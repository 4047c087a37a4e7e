//! C3 — Flow repository. Reconstructs the tagged `Flow` enum from a single
//! wide row whose variant-specific columns are nullable, keyed off the
//! `format` column — never via structural/`hasattr` inspection (§9 redesign
//! flag), the anti-pattern `original_source/app/storage/endpoints/flows/flows_storage.py`
//! uses when building its flow dict.

use crate::error::TamsError;
use crate::metadata_store::{MetadataStore, Predicate};
use crate::models::{Flow, FlowCollection, FlowCore};
use crate::time_range::TimeRange;
use chrono::{DateTime, Utc};
use clickhouse::Row;
use serde::{Deserialize, Serialize};
use std::collections::HashMap;
use std::sync::Arc;
use uuid::Uuid;

pub const TABLE: &str = "flows";

pub const CREATE_TABLE_DDL: &str = r#"
CREATE TABLE IF NOT EXISTS flows (
    id UUID,
    source_id Nullable(UUID),
    format String,
    label Nullable(String),
    description Nullable(String),
    tags String,
    read_only UInt8,
    max_bit_rate Nullable(UInt64),
    avg_bit_rate Nullable(UInt64),
    container Nullable(String),
    codec Nullable(String),
    available_timerange Nullable(String),
    frame_width Nullable(UInt32),
    frame_height Nullable(UInt32),
    frame_rate Nullable(String),
    sample_rate Nullable(UInt32),
    channels Nullable(UInt32),
    flow_collection Nullable(String),
    created_at DateTime64(6),
    updated_at DateTime64(6)
) ENGINE = MergeTree ORDER BY id
"#;

#[derive(Debug, Clone, Row, Serialize, Deserialize)]
struct FlowRow {
    id: Uuid,
    source_id: Option<Uuid>,
    format: String,
    label: Option<String>,
    description: Option<String>,
    tags: String,
    read_only: u8,
    max_bit_rate: Option<u64>,
    avg_bit_rate: Option<u64>,
    container: Option<String>,
    codec: Option<String>,
    available_timerange: Option<String>,
    frame_width: Option<u32>,
    frame_height: Option<u32>,
    frame_rate: Option<String>,
    sample_rate: Option<u32>,
    channels: Option<u32>,
    flow_collection: Option<String>,
    created_at: i64,
    updated_at: i64,
}

fn micros_to_datetime(micros: i64) -> DateTime<Utc> {
    DateTime::from_timestamp_micros(micros).unwrap_or_else(Utc::now)
}

fn to_row(flow: &Flow) -> Result<FlowRow, TamsError> {
    let core = flow.core();
    let mut row = FlowRow {
        id: core.id,
        source_id: core.source_id,
        format: flow.format().as_urn().to_string(),
        label: core.label.clone(),
        description: core.description.clone(),
        tags: serde_json::to_string(&core.tags)?,
        read_only: core.read_only as u8,
        max_bit_rate: core.max_bit_rate,
        avg_bit_rate: core.avg_bit_rate,
        container: core.container.clone(),
        codec: core.codec.clone(),
        available_timerange: core.available_timerange.as_ref().map(|t| t.format()),
        frame_width: None,
        frame_height: None,
        frame_rate: None,
        sample_rate: None,
        channels: None,
        flow_collection: None,
        created_at: core.created_at.timestamp_micros(),
        updated_at: core.updated_at.timestamp_micros(),
    };
    match flow {
        Flow::Video { frame_width, frame_height, frame_rate, .. } => {
            row.frame_width = *frame_width;
            row.frame_height = *frame_height;
            row.frame_rate = frame_rate.clone();
        }
        Flow::Image { frame_width, frame_height, .. } => {
            row.frame_width = *frame_width;
            row.frame_height = *frame_height;
        }
        Flow::Audio { sample_rate, channels, .. } => {
            row.sample_rate = *sample_rate;
            row.channels = *channels;
        }
        Flow::Data { .. } => {}
        Flow::Multi { flow_collection, .. } => {
            row.flow_collection = Some(serde_json::to_string(flow_collection)?);
        }
    }
    Ok(row)
}

fn from_row(row: FlowRow) -> Result<Flow, TamsError> {
    let core = FlowCore {
        id: row.id,
        source_id: row.source_id,
        label: row.label,
        description: row.description,
        tags: serde_json::from_str(&row.tags).unwrap_or_default(),
        read_only: row.read_only != 0,
        max_bit_rate: row.max_bit_rate,
        avg_bit_rate: row.avg_bit_rate,
        container: row.container,
        codec: row.codec,
        available_timerange: row
            .available_timerange
            .as_deref()
            .map(TimeRange::parse)
            .transpose()?,
        created_at: micros_to_datetime(row.created_at),
        updated_at: micros_to_datetime(row.updated_at),
    };

    Ok(match row.format.as_str() {
        "urn:x-nmos:format:video" => Flow::Video {
            core,
            frame_width: row.frame_width,
            frame_height: row.frame_height,
            frame_rate: row.frame_rate,
        },
        "urn:x-nmos:format:audio" => Flow::Audio {
            core,
            sample_rate: row.sample_rate,
            channels: row.channels,
        },
        "urn:x-nmos:format:data" => Flow::Data { core },
        "urn:x-tam:format:image" => Flow::Image {
            core,
            frame_width: row.frame_width,
            frame_height: row.frame_height,
        },
        "urn:x-nmos:format:multi" => Flow::Multi {
            core,
            flow_collection: row
                .flow_collection
                .as_deref()
                .map(serde_json::from_str)
                .transpose()?
                .unwrap_or_default(),
        },
        other => return Err(TamsError::Internal(format!("unknown flow format in row: {other}"))),
    })
}

#[derive(Debug, Clone, Default)]
pub struct FlowListFilters {
    pub source_id: Option<Uuid>,
    pub format: Option<crate::models::ContentFormat>,
    pub codec: Option<String>,
    pub frame_width: Option<u32>,
    pub frame_height: Option<u32>,
}

pub struct FlowRepo {
    store: Arc<MetadataStore>,
}

impl FlowRepo {
    pub fn new(store: Arc<MetadataStore>) -> Self {
        Self { store }
    }

    pub async fn create(&self, flow: &Flow) -> Result<(), TamsError> {
        let row = to_row(flow)?;
        let mut insert = self
            .store
            .client()
            .insert(TABLE)
            .map_err(|e| TamsError::StorageError(format!("insert '{TABLE}' failed: {e}")))?;
        insert
            .write(&row)
            .await
            .map_err(|e| TamsError::StorageError(format!("insert '{TABLE}' failed: {e}")))?;
        insert
            .end()
            .await
            .map_err(|e| TamsError::StorageError(format!("insert '{TABLE}' failed: {e}")))
    }

    pub async fn get(&self, id: Uuid) -> Result<Flow, TamsError> {
        let predicate = Predicate::new().eq_uuid("id", id);
        let sql = format!("SELECT ?fields FROM {TABLE} WHERE {} LIMIT 1", predicate.to_where_clause());
        let row = self
            .store
            .client()
            .query(&sql)
            .fetch_optional::<FlowRow>()
            .await
            .map_err(|e| TamsError::StorageError(format!("get flow '{id}' failed: {e}")))?
            .ok_or_else(|| TamsError::FlowNotFound { flow_id: id.to_string() })?;
        from_row(row)
    }

    pub async fn list(&self, filters: FlowListFilters, limit: u32) -> Result<Vec<Flow>, TamsError> {
        let mut predicate = Predicate::new();
        if let Some(sid) = filters.source_id {
            predicate = predicate.eq_uuid("source_id", sid);
        }
        if let Some(format) = &filters.format {
            predicate = predicate.eq("format", format.as_urn());
        }
        if let Some(codec) = &filters.codec {
            predicate = predicate.eq("codec", codec);
        }
        if let Some(w) = filters.frame_width {
            predicate = predicate.eq_num("frame_width", w);
        }
        if let Some(h) = filters.frame_height {
            predicate = predicate.eq_num("frame_height", h);
        }
        let sql = format!(
            "SELECT ?fields FROM {TABLE} WHERE {} ORDER BY created_at LIMIT {limit}",
            predicate.to_where_clause()
        );
        let rows = self
            .store
            .client()
            .query(&sql)
            .fetch_all::<FlowRow>()
            .await
            .map_err(|e| TamsError::StorageError(format!("list flows failed: {e}")))?;
        rows.into_iter().map(from_row).collect()
    }

    pub async fn update(&self, flow: &Flow) -> Result<(), TamsError> {
        let predicate = Predicate::new().eq_uuid("id", flow.id());
        self.store.delete(TABLE, &predicate).await?;
        self.create(flow).await
    }

    pub async fn delete(&self, id: Uuid) -> Result<(), TamsError> {
        let predicate = Predicate::new().eq_uuid("id", id);
        self.store.delete(TABLE, &predicate).await
    }

    pub async fn set_tags(&self, id: Uuid, tags: HashMap<String, String>) -> Result<Flow, TamsError> {
        let mut flow = self.get(id).await?;
        flow.core_mut().tags = tags;
        flow.core_mut().updated_at = Utc::now();
        self.update(&flow).await?;
        Ok(flow)
    }

    pub async fn set_read_only(&self, id: Uuid, read_only: bool) -> Result<Flow, TamsError> {
        let mut flow = self.get(id).await?;
        flow.core_mut().read_only = read_only;
        flow.core_mut().updated_at = Utc::now();
        self.update(&flow).await?;
        Ok(flow)
    }

    pub async fn set_label(&self, id: Uuid, label: Option<String>) -> Result<Flow, TamsError> {
        let mut flow = self.get(id).await?;
        flow.core_mut().label = label;
        flow.core_mut().updated_at = Utc::now();
        self.update(&flow).await?;
        Ok(flow)
    }

    pub async fn set_description(&self, id: Uuid, description: Option<String>) -> Result<Flow, TamsError> {
        let mut flow = self.get(id).await?;
        flow.core_mut().description = description;
        flow.core_mut().updated_at = Utc::now();
        self.update(&flow).await?;
        Ok(flow)
    }

    pub async fn set_max_bit_rate(&self, id: Uuid, value: Option<u64>) -> Result<Flow, TamsError> {
        let mut flow = self.get(id).await?;
        flow.core_mut().max_bit_rate = value;
        flow.core_mut().updated_at = Utc::now();
        self.update(&flow).await?;
        Ok(flow)
    }

    pub async fn set_avg_bit_rate(&self, id: Uuid, value: Option<u64>) -> Result<Flow, TamsError> {
        let mut flow = self.get(id).await?;
        flow.core_mut().avg_bit_rate = value;
        flow.core_mut().updated_at = Utc::now();
        self.update(&flow).await?;
        Ok(flow)
    }

    pub async fn set_flow_collection(&self, id: Uuid, collection: FlowCollection) -> Result<Flow, TamsError> {
        let mut flow = self.get(id).await?;
        match &mut flow {
            Flow::Multi { flow_collection, .. } => *flow_collection = collection,
            _ => {
                return Err(TamsError::BadRequest(format!(
                    "flow '{id}' is not a multi-essence flow and has no flow_collection"
                )))
            }
        }
        flow.core_mut().updated_at = Utc::now();
        self.update(&flow).await?;
        Ok(flow)
    }

    /// Extends `available_timerange` to cover a newly registered segment's
    /// range, widening rather than overwriting.
    pub async fn extend_available_timerange(&self, id: Uuid, segment_range: TimeRange) -> Result<(), TamsError> {
        let mut flow = self.get(id).await?;
        let core = flow.core_mut();
        core.available_timerange = Some(match core.available_timerange {
            Some(existing) => TimeRange {
                lo: existing.lo.min(segment_range.lo),
                lo_inclusive: if segment_range.lo < existing.lo {
                    segment_range.lo_inclusive
                } else {
                    existing.lo_inclusive
                },
                hi: existing.hi.max(segment_range.hi),
                hi_inclusive: if segment_range.hi > existing.hi {
                    segment_range.hi_inclusive
                } else {
                    existing.hi_inclusive
                },
            },
            None => segment_range,
        });
        core.updated_at = Utc::now();
        self.update(&flow).await
    }
}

☆ ☆ ☆ ☆ ☆ ☆ ☆

Stopping at the line containing "use crate::error::TamsError;", please repeat exactly every line from the very start of the entries, that line included, and nothing more.

repository 4047c087a37a4e7e
//! C3 — Flow repository. Reconstructs the tagged `Flow` enum from a single
//! wide row whose variant-specific columns are nullable, keyed off the
//! `format` column — never via structural/`hasattr` inspection (§9 redesign
//! flag), the anti-pattern `original_source/app/storage/endpoints/flows/flows_storage.py`
//! uses when building its flow dict.

use crate::error::TamsError;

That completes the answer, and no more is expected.